I actually did most of the work on this way back in 1998, but never cleaned up it and turned it into a functioning package. I made a simple Bayesian classifier, but the data I collected could be used to train other kinds of classifiers. As always, the real magic is in selecting features.

There are address-based detectors out there, but this would be more fun and wouldn't require as much maintenance. Mine is mostly done. I really should finish it.

Netsam Detector[link to here]

Netsam is the crap that floats around on the net. That can include jokes, virus warnings, calls for political action on some bogus cause, etc.

While it'd be neat to somehow detect these things by the form they tend to take, I'd be happy if I had something that just determined whether something was similar enough to anything in a set of known netritus, like CIAC lists of hoaxes and chain letters.

Quote Selector[link to here]

Given some context and a set of quotes, select a quote that might be somehow appropriate. This is for frivolous things like email signatures, so my accuracy requirements are low.


Visual

Text Color Fixer[link to here]

My designer friends tell me that site authors should have complete control over the web browsing experience because they're better at it than users are.
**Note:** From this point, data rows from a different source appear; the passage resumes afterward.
//! Error handling integration tests
//!
//! Every failure is fatal and reported with a stable kind.

use dongbei::backends::ExecutorError;
use dongbei::frontend::parser::ParseError;
use dongbei::{run, run_file, Error, ErrorKind};

fn kind_of(source: &str) -> ErrorKind {
    run(source).expect_err("expected failure").kind()
}

#[test]
fn test_missing_terminator() {
    assert_eq!(kind_of("唠唠：“你好”"), ErrorKind::UnexpectedToken);
}

#[test]
fn test_missing_terminator_is_unexpected_end() {
    match run("老王是活雷锋") {
        Err(Error::Parse(ParseError::UnexpectedEnd { .. })) => {}
        other => panic!("Expected unexpected end, got {:?}", other),
    }
}

#[test]
fn test_wrong_terminator() {
    match run("老王是活雷锋：") {
        Err(Error::Parse(ParseError::UnexpectedToken { position, .. })) => {
            assert_eq!(position, 2)
        }
        other => panic!("Expected unexpected token, got {:?}", other),
    }
}

#[test]
fn test_loop_without_variable() {
    assert_eq!(
        kind_of("从 一 到 三 磨叽：唠唠：我。磨叽完了。"),
        ErrorKind::UnexpectedToken
    );
}

#[test]
fn test_unclosed_loop() {
    assert_eq!(kind_of("我从1到3磨叽：唠唠：我。"), ErrorKind::UnexpectedToken);
}

#[test]
fn test_begin_and_end_markers_are_not_statements() {
    assert_eq!(
        kind_of("开整了：唠唠：1。整完了。"),
        ErrorKind::UnexpectedToken
    );
    assert_eq!(kind_of("唠唠：1。整完了。"), ErrorKind::UnexpectedToken);
}

#[test]
fn test_identifier_alone_is_leftover() {
    assert_eq!(kind_of("唠唠：1。老王"), ErrorKind::UnexpectedToken);
}

#[test]
fn test_empty_say_is_rejected_by_host() {
    match run("唠唠：。") {
        Err(Error::Execute(ExecutorError::Type(_))) => {}
        other => panic!("Expected host type error, got {:?}", other),
    }
    assert_eq!(kind_of("唠唠：1。唠唠：。"), ErrorKind::Execution);
}

#[test]
fn test_empty_assignment_is_rejected_by_host() {
    match run("老王装。") {
        Err(Error::Execute(ExecutorError::Syntax { line: 2, .. })) => {}
        other => panic!("Expected host syntax error, got {:?}", other),
    }
}

#[test]
fn test_dangling_operator_is_rejected_by_host() {
    assert_eq!(kind_of("唠唠：1加。"), ErrorKind::Execution);
}

#[test]
fn test_literal_just_past_host_range_overflows_in_lexer() {
    assert_eq!(
        kind_of("唠唠：9223372036854775808。"),
        ErrorKind::IntegerOverflow
    );
    assert_eq!(run("唠唠：9223372036854775807。").unwrap(), "9223372036854775807\n");
}

#[test]
fn test_integer_overflow() {
    assert_eq!(
        kind_of("唠唠：99999999999999999999999。"),
        ErrorKind::IntegerOverflow
    );
}

#[test]
fn test_undefined_variable() {
    match run("唠唠：老王。") {
        Err(Error::Execute(ExecutorError::UndefinedName(name))) => {
            assert_eq!(name, "_db_var0")
        }
        other => panic!("Expected undefined name, got {:?}", other),
    }
}

#[test]
fn test_type_error() {
    assert_eq!(kind_of("唠唠：“岁数”加1。"), ErrorKind::Execution);
}

#[test]
fn test_division_by_zero() {
    match run("唠唠：1除以0。") {
        Err(Error::Execute(ExecutorError::DivisionByZero)) => {}
        other => panic!("Expected division by zero, got {:?}", other),
    }
}

#[test]
fn test_no_partial_output_on_failure() {
    // The first say ran, but a failed run returns nothing
    assert!(run("唠唠：1。唠唠：老王。").is_err());
}

#[test]
fn test_missing_file() {
    let err = run_file(std::path::Path::new("does/not/exist.dongbei")).unwrap_err();
    assert_eq!(err.kind(), ErrorKind::Io);
    assert!(err.to_string().contains("exist.dongbei"));
}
Some are, but some of them suck. Sometimes the choice of text color is so bad that the text is unreadable on the background. Sometimes the vlink color is the same as the link color. Sometimes the links aren't linky enough. These problems could be detected and fixed automatically by my browser (or by a proxy, since that's easier to hack).
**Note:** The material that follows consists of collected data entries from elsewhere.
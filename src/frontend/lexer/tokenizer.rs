//! Tokenizer implementation
//! Scanner over raw text plus the CHAR-run post-processing pass

use std::collections::VecDeque;

use super::keywords::match_keyword;
use super::literals::segment_chars;
use super::tokens::*;

/// Comment marker, runs to the end of the line
const COMMENT_MARKER: char = '#';

/// Raw lexeme produced by the scanner.
///
/// `Char` never leaves this module: runs of chars are folded into integer and
/// identifier tokens by [`Lexer`].
#[derive(Debug, Clone, Copy, PartialEq, Eq)]
enum Lexeme<'a> {
    Keyword(Keyword),
    String(&'a str),
    Char(char),
}

/// Scanner state over the remaining source text
#[derive(Debug, Clone)]
struct Scanner<'a> {
    rest: &'a str,
    /// The last lexeme was `“`
    after_open_quote: bool,
    /// A string literal was cut before `”`, which comes next
    pending_close_quote: bool,
}

impl<'a> Scanner<'a> {
    fn new(source: &'a str) -> Self {
        Self {
            rest: source,
            after_open_quote: false,
            pending_close_quote: false,
        }
    }

    /// Skip whitespace and comments until neither is left
    fn skip_whitespace_and_comments(&mut self) {
        loop {
            let old_len = self.rest.len();
            self.rest = self.rest.trim_start();
            if self.rest.starts_with(COMMENT_MARKER) {
                let end = self.rest.find('\n').unwrap_or(self.rest.len());
                self.rest = &self.rest[end..];
            }
            if self.rest.len() == old_len {
                break;
            }
        }
    }

    fn next_lexeme(&mut self) -> Option<Lexeme<'a>> {
        if self.pending_close_quote {
            self.pending_close_quote = false;
            return Some(Lexeme::Keyword(Keyword::CloseQuote));
        }

        self.skip_whitespace_and_comments();
        if self.rest.is_empty() {
            return None;
        }

        if let Some(keyword) = match_keyword(self.rest) {
            self.rest = &self.rest[keyword.spelling().len()..];
            self.after_open_quote = keyword == Keyword::OpenQuote;
            return Some(Lexeme::Keyword(keyword));
        }

        if self.after_open_quote {
            self.after_open_quote = false;
            return Some(self.scan_string());
        }

        let mut chars = self.rest.chars();
        let c = chars.next()?;
        self.rest = chars.as_str();
        Some(Lexeme::Char(c))
    }

    /// Scan string literal content up to `”`, verbatim
    fn scan_string(&mut self) -> Lexeme<'a> {
        let close = Keyword::CloseQuote.spelling();
        match self.rest.find(close) {
            Some(pos) => {
                let content = &self.rest[..pos];
                self.rest = &self.rest[pos + close.len()..];
                self.pending_close_quote = true;
                Lexeme::String(content)
            }
            None => {
                // Unterminated: the rest of the input is the literal
                let content = self.rest;
                self.rest = "";
                Lexeme::String(content)
            }
        }
    }
}

/// Main lexer structure
///
/// A lazy, finite token sequence. Restart by constructing a new lexer.
#[derive(Debug, Clone)]
pub struct Lexer<'a> {
    scanner: Scanner<'a>,
    chars: String,
    queue: VecDeque<Token>,
    finished: bool,
}

impl<'a> Lexer<'a> {
    /// Create a new lexer for the given source
    pub fn new(source: &'a str) -> Self {
        Self {
            scanner: Scanner::new(source),
            chars: String::new(),
            queue: VecDeque::new(),
            finished: false,
        }
    }

    /// Fold the buffered char run into tokens
    fn flush_chars(&mut self) -> Result<(), LexError> {
        if self.chars.is_empty() {
            return Ok(());
        }
        let tokens = segment_chars(&self.chars)?;
        self.chars.clear();
        self.queue.extend(tokens);
        Ok(())
    }
}

impl Iterator for Lexer<'_> {
    type Item = Result<Token, LexError>;

    fn next(&mut self) -> Option<Self::Item> {
        loop {
            if let Some(token) = self.queue.pop_front() {
                return Some(Ok(token));
            }
            if self.finished {
                return None;
            }

            let lexeme = self.scanner.next_lexeme();
            let token = match lexeme {
                Some(Lexeme::Char(c)) => {
                    self.chars.push(c);
                    continue;
                }
                Some(Lexeme::Keyword(keyword)) => Some(Token::Keyword(keyword)),
                Some(Lexeme::String(s)) => Some(Token::StringLiteral(s.to_string())),
                None => {
                    self.finished = true;
                    None
                }
            };

            if let Err(err) = self.flush_chars() {
                self.finished = true;
                self.queue.clear();
                return Some(Err(err));
            }
            self.queue.extend(token);
        }
    }
}
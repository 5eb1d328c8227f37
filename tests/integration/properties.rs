//! Property tests using proptest

use dongbei::frontend::lexer::{tokenize, Token};
use dongbei::middle::codegen::SymbolTable;
use dongbei::run;
use proptest::prelude::*;

/// Identifiers made of characters that are neither keywords nor numerals
fn identifier_strategy() -> impl Strategy<Value = String> {
    "[甲乙丙丁戊己庚辛]{1,4}"
}

proptest! {
    #[test]
    fn digit_runs_are_one_integer(n in 0i64..=i64::MAX) {
        let tokens = tokenize(&n.to_string()).unwrap();
        prop_assert_eq!(tokens, vec![Token::IntegerLiteral(n)]);
    }

    #[test]
    fn resolution_is_stable(names in prop::collection::vec(identifier_strategy(), 1..20)) {
        let mut table = SymbolTable::new();
        let first: Vec<String> = names.iter().map(|n| table.resolve(n).to_string()).collect();
        let second: Vec<String> = names.iter().map(|n| table.resolve(n).to_string()).collect();
        prop_assert_eq!(&first, &second);

        for (i, a) in names.iter().enumerate() {
            for (j, b) in names.iter().enumerate() {
                prop_assert_eq!(a == b, first[i] == first[j]);
            }
        }
    }

    #[test]
    fn loop_runs_once_per_value(from in -5i64..20, to in -5i64..20) {
        // Negative bounds are written as 0 minus the magnitude
        let bound = |v: i64| if v < 0 { format!("0减{}", -v) } else { v.to_string() };
        let source = format!("我从{}到{}磨叽：唠唠：我。磨叽完了。", bound(from), bound(to));
        let expected: String = (from..=to).map(|i| format!("{}\n", i)).collect();
        prop_assert_eq!(run(&source).unwrap(), expected);
    }

    #[test]
    fn says_keep_order(values in prop::collection::vec(0u32..1000, 0..10)) {
        let source: String = values.iter().map(|v| format!("唠唠：{}。", v)).collect();
        let expected: String = values.iter().map(|v| format!("{}\n", v)).collect();
        prop_assert_eq!(run(&source).unwrap(), expected);
    }
}
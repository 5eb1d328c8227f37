//! Unified error type for the translate-and-run pipeline

use std::path::PathBuf;

use crate::backends::ExecutorError;
use crate::frontend::lexer::LexError;
use crate::frontend::parser::ParseError;
use crate::middle::codegen::CodegenError;

/// Error category, stable across message wording
#[derive(Debug, Clone, Copy, PartialEq, Eq, Hash)]
pub enum ErrorKind {
    UnexpectedToken,
    UnrecognizedExpressionToken,
    IntegerOverflow,
    Execution,
    Io,
}

/// Any failure of the pipeline
#[derive(Debug, thiserror::Error)]
pub enum Error {
    #[error("Lexical error: {0}")]
    Lex(#[from] LexError),

    #[error("Parse error: {0}")]
    Parse(#[from] ParseError),

    #[error("Codegen error: {0}")]
    Codegen(#[from] CodegenError),

    #[error("Execution error: {0}")]
    Execute(#[from] ExecutorError),

    #[error("Cannot read {}: {source}", path.display())]
    Io {
        path: PathBuf,
        #[source]
        source: std::io::Error,
    },
}

impl Error {
    pub fn kind(&self) -> ErrorKind {
        match self {
            Error::Lex(LexError::IntegerOverflow { .. }) => ErrorKind::IntegerOverflow,
            Error::Parse(_) => ErrorKind::UnexpectedToken,
            Error::Codegen(CodegenError::UnrecognizedExpressionToken { .. }) => {
                ErrorKind::UnrecognizedExpressionToken
            }
            Error::Execute(_) => ErrorKind::Execution,
            Error::Io { .. } => ErrorKind::Io,
        }
    }
}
Photo Cropper[link to here]

I'd have to try it to be sure, but I think I could train a computer to crop photos to improve balance and composition for a majority of portrait and landscape shots. If it works, it could be implemented on a digital camera to have it suggest framing, though with a digital camera, there may not be much advantage to doing it at shoot time.


Misc

GIMP Shuffler[link to here]

I want to be able to select an arbitrary region and randomly scramble the positions of the contained pixels. So if I apply this to a square that's blue on one side and red on the other, I should get a square containing a random but equal distribution of red and blue pixels. Being able to sort would be nice too.

I wanted to use this to set the color balance of a textured region. "Oh, this much red, this much blue, this much green. Now blend it all." So I guess it'd be neat to also be able to scramble the three hues (RGB) independently, though with enough resolution that's not important.